• _WHAT TO WORK ON_
Check each line of the material below for "them" and copy those where it appears.

• _EXTRACTED DATA_
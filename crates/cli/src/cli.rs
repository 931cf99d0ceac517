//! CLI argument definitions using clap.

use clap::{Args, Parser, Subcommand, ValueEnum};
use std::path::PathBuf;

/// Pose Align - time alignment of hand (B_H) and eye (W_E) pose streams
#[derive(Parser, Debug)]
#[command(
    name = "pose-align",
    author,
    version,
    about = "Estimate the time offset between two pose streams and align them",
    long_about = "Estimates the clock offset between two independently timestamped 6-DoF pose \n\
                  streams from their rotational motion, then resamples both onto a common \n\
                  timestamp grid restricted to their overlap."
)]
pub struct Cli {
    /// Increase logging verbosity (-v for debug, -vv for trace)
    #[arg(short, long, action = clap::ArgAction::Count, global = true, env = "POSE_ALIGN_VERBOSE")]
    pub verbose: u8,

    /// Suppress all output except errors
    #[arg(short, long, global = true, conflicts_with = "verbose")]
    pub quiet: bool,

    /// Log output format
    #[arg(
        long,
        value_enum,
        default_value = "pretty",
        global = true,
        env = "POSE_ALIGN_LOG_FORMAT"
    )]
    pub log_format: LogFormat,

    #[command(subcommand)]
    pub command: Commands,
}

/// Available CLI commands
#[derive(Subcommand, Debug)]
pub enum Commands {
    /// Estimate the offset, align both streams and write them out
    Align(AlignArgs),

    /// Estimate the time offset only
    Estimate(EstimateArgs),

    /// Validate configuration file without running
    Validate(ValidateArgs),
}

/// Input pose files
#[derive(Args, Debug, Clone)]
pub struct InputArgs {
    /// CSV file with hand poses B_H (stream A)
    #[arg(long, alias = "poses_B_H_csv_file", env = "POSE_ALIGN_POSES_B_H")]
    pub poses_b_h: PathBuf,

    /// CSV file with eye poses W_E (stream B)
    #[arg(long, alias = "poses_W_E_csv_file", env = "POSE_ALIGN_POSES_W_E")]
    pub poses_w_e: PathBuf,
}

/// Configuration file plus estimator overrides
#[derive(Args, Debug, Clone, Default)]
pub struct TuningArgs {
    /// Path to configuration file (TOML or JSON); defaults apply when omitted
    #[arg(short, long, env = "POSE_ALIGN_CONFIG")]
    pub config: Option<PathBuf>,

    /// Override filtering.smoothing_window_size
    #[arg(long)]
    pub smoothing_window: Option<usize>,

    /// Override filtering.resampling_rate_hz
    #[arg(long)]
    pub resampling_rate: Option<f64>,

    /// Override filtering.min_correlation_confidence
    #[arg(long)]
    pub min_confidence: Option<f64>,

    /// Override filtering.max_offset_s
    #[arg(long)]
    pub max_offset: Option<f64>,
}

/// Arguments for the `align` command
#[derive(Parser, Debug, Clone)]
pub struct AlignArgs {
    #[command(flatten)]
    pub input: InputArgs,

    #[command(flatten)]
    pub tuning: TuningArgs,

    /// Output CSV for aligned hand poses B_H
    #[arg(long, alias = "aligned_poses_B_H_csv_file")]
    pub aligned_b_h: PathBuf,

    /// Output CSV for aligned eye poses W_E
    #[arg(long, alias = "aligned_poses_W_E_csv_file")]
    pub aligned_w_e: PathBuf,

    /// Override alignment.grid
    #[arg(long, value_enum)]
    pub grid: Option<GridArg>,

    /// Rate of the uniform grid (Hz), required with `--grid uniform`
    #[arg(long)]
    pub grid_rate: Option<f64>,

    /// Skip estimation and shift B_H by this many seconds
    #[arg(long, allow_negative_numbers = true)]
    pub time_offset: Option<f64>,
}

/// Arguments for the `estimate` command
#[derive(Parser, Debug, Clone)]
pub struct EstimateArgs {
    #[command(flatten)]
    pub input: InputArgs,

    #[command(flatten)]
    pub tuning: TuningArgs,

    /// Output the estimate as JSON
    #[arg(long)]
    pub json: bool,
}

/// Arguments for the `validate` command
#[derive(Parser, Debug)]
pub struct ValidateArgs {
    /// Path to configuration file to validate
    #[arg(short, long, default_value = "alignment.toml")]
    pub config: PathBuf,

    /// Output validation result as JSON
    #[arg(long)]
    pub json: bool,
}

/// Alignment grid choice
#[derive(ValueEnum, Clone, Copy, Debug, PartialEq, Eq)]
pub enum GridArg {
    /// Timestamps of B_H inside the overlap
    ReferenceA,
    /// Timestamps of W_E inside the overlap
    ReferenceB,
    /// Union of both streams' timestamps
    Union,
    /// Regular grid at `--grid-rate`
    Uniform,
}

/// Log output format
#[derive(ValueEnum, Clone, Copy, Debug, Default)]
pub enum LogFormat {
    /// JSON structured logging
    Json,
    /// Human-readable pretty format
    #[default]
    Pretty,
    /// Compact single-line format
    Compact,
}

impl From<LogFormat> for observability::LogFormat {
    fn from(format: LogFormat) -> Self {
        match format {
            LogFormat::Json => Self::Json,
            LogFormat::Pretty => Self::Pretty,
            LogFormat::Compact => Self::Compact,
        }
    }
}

• _SOLUTION TO THIS EXERCISE_
    about = "Estimate the time offset between two pose streams and align them",
    /// Estimate the offset, align both streams and write them out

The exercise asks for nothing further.